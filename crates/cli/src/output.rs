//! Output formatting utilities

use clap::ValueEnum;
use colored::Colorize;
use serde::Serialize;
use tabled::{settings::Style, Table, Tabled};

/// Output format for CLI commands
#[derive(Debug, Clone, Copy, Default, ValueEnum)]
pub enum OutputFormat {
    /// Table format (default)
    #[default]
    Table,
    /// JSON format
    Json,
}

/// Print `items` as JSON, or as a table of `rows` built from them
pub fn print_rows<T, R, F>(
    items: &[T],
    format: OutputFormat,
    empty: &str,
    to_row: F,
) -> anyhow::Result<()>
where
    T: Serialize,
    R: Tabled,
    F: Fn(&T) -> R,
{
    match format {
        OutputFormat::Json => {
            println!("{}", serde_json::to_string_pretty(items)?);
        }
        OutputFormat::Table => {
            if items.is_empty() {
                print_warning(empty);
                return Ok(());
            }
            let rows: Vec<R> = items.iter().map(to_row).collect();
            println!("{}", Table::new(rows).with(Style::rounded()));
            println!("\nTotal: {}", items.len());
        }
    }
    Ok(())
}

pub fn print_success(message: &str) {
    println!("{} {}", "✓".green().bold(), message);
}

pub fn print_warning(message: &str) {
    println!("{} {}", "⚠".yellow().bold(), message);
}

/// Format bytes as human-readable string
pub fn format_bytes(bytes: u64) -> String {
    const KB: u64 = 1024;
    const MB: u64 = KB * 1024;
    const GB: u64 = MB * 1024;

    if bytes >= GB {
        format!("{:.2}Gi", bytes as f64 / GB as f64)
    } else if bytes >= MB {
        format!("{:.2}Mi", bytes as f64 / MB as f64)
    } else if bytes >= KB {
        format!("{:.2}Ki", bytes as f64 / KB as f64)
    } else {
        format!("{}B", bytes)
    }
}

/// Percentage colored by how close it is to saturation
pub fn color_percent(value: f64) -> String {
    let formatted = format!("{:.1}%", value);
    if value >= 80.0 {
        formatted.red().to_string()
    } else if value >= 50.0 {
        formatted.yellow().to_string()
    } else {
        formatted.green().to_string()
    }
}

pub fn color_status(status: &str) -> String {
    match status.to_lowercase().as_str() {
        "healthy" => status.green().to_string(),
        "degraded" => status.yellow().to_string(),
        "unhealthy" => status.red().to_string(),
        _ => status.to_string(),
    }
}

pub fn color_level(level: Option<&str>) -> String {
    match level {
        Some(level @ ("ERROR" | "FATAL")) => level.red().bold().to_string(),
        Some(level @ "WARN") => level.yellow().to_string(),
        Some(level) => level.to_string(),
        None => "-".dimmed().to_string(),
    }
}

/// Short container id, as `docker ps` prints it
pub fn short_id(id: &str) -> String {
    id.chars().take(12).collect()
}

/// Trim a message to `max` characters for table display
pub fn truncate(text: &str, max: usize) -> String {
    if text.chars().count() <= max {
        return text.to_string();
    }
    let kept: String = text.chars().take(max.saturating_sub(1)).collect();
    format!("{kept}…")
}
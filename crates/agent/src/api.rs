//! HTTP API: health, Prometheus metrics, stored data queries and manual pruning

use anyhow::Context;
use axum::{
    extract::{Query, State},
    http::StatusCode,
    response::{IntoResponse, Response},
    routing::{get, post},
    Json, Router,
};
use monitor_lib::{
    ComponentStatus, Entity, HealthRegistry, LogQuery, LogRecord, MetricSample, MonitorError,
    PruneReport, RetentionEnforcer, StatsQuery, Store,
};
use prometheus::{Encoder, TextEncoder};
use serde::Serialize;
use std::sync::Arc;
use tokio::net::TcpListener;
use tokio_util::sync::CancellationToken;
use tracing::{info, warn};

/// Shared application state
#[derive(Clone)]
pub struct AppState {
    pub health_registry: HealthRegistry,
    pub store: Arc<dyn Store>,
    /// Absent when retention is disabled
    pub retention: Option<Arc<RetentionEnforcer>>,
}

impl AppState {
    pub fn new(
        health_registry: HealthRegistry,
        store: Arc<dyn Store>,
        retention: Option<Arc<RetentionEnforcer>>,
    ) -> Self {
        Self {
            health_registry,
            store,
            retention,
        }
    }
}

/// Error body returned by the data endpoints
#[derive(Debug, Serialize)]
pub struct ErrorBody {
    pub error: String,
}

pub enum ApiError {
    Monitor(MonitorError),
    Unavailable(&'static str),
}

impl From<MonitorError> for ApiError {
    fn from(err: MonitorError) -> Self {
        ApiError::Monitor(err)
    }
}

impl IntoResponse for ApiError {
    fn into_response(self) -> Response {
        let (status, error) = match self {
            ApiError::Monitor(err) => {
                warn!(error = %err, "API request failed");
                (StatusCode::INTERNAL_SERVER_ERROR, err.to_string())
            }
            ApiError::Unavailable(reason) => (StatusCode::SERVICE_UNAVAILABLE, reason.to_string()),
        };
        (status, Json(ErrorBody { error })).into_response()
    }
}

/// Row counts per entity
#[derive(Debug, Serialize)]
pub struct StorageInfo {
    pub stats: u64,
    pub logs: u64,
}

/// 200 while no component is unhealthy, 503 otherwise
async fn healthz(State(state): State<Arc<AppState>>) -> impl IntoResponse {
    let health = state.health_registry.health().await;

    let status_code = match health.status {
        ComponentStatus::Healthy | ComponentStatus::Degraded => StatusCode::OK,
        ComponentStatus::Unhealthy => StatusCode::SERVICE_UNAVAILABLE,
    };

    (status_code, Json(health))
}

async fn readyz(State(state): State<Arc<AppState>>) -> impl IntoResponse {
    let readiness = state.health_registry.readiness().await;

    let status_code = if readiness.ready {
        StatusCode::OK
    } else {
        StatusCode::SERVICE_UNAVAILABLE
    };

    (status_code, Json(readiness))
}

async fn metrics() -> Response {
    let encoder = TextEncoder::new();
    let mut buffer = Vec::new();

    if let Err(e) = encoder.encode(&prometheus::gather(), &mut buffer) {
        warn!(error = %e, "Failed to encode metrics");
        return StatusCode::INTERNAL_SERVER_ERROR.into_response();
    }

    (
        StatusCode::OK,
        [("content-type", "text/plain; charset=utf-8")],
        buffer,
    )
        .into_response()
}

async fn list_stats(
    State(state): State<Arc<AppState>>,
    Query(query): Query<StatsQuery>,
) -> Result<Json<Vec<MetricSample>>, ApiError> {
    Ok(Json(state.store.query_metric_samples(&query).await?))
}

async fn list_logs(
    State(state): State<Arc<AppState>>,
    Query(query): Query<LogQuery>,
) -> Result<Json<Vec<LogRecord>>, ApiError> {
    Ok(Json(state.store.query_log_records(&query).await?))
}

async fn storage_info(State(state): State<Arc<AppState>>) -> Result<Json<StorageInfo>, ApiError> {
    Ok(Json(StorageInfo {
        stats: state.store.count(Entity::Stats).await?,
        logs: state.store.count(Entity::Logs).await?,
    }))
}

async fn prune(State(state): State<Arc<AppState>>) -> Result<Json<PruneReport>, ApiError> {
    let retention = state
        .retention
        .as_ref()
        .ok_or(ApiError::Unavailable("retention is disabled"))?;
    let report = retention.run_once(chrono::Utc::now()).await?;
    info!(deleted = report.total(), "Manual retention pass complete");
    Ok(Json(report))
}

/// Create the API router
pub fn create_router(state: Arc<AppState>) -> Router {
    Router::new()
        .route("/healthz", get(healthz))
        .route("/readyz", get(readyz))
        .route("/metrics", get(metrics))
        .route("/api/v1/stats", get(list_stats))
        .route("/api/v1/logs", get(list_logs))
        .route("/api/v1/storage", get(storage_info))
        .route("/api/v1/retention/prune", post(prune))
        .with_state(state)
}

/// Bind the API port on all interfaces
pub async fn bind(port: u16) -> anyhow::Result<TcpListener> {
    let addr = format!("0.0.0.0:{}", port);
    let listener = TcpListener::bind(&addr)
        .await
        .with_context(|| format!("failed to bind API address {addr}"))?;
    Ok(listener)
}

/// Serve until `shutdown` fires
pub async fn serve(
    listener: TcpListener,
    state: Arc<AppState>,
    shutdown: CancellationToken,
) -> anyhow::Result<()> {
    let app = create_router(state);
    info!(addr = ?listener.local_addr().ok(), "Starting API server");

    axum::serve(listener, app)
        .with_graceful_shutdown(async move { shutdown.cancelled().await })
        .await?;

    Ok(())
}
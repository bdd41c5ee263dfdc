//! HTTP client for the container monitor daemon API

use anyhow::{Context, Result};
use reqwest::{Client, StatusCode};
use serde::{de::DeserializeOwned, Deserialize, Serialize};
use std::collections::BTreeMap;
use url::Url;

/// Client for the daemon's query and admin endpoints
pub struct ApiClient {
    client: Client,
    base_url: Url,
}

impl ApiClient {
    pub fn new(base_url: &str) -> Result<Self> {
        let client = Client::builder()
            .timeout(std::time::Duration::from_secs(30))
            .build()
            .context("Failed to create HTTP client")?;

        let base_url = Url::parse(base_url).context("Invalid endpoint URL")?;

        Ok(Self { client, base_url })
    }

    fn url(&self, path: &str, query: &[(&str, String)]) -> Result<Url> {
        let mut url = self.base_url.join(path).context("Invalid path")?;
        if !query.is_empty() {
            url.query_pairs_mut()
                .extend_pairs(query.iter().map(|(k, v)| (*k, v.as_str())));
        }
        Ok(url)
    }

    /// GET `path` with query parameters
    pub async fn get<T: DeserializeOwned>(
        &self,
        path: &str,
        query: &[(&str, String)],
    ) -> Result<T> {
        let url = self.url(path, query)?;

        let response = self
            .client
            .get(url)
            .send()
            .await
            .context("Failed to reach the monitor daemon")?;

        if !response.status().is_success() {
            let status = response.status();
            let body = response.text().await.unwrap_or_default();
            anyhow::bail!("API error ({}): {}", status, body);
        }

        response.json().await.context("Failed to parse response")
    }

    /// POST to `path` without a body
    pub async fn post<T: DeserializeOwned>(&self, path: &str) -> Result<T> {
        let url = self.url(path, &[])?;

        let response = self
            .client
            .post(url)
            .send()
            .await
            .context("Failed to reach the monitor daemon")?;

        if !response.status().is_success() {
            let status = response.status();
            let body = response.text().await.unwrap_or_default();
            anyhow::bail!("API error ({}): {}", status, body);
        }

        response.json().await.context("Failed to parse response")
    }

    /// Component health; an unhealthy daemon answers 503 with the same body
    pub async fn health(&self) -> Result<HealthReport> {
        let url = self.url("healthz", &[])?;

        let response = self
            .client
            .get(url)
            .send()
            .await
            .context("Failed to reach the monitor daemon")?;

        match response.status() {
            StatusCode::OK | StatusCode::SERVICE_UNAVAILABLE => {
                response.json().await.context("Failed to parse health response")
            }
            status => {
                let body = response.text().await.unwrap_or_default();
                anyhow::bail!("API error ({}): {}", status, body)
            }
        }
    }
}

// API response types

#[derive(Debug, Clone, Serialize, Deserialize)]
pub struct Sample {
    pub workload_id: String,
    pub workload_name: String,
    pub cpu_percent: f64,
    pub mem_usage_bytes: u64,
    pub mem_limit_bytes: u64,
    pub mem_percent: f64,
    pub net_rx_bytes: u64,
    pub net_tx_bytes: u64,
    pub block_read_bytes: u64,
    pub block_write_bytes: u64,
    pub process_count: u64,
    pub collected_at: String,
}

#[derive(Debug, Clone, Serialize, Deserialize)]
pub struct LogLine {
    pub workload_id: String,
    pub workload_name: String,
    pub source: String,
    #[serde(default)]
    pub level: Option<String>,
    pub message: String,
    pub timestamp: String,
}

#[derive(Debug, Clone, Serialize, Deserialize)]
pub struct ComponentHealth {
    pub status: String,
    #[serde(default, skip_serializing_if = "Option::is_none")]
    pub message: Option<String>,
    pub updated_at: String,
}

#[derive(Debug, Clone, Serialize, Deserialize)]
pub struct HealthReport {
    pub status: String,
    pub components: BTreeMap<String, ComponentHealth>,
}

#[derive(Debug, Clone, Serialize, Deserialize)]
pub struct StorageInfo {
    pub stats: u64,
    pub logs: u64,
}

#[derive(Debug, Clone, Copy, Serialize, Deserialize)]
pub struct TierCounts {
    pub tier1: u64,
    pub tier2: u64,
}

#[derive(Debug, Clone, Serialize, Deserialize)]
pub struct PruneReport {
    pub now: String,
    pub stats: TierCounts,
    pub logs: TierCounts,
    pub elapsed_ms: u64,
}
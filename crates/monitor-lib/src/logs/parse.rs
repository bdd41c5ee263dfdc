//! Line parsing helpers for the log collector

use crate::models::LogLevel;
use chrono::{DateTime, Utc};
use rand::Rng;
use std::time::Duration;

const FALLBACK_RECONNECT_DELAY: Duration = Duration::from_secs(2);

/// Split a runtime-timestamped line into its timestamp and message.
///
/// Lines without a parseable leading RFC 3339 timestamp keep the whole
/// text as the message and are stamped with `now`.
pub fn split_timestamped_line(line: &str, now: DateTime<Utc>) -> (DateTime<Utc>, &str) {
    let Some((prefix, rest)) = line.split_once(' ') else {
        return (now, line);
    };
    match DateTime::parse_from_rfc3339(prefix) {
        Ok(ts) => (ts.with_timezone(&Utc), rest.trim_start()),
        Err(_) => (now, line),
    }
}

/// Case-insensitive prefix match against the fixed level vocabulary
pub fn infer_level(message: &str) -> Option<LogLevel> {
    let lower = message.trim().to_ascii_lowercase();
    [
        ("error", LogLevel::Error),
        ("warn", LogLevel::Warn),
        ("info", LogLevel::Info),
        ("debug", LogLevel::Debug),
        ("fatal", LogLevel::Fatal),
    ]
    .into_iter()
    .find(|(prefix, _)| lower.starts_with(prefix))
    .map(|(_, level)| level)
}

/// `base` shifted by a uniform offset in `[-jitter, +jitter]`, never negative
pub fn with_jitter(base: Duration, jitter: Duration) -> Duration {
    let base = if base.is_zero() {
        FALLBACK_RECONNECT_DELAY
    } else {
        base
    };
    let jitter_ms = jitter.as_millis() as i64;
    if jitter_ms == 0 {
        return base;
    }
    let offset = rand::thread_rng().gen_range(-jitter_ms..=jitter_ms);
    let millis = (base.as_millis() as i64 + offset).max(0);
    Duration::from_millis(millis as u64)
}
_____
**Assigned task:**
Within the listing above, work out the number of lines that hold "ErrorBody", and give that number alone.

**Answer box:**
2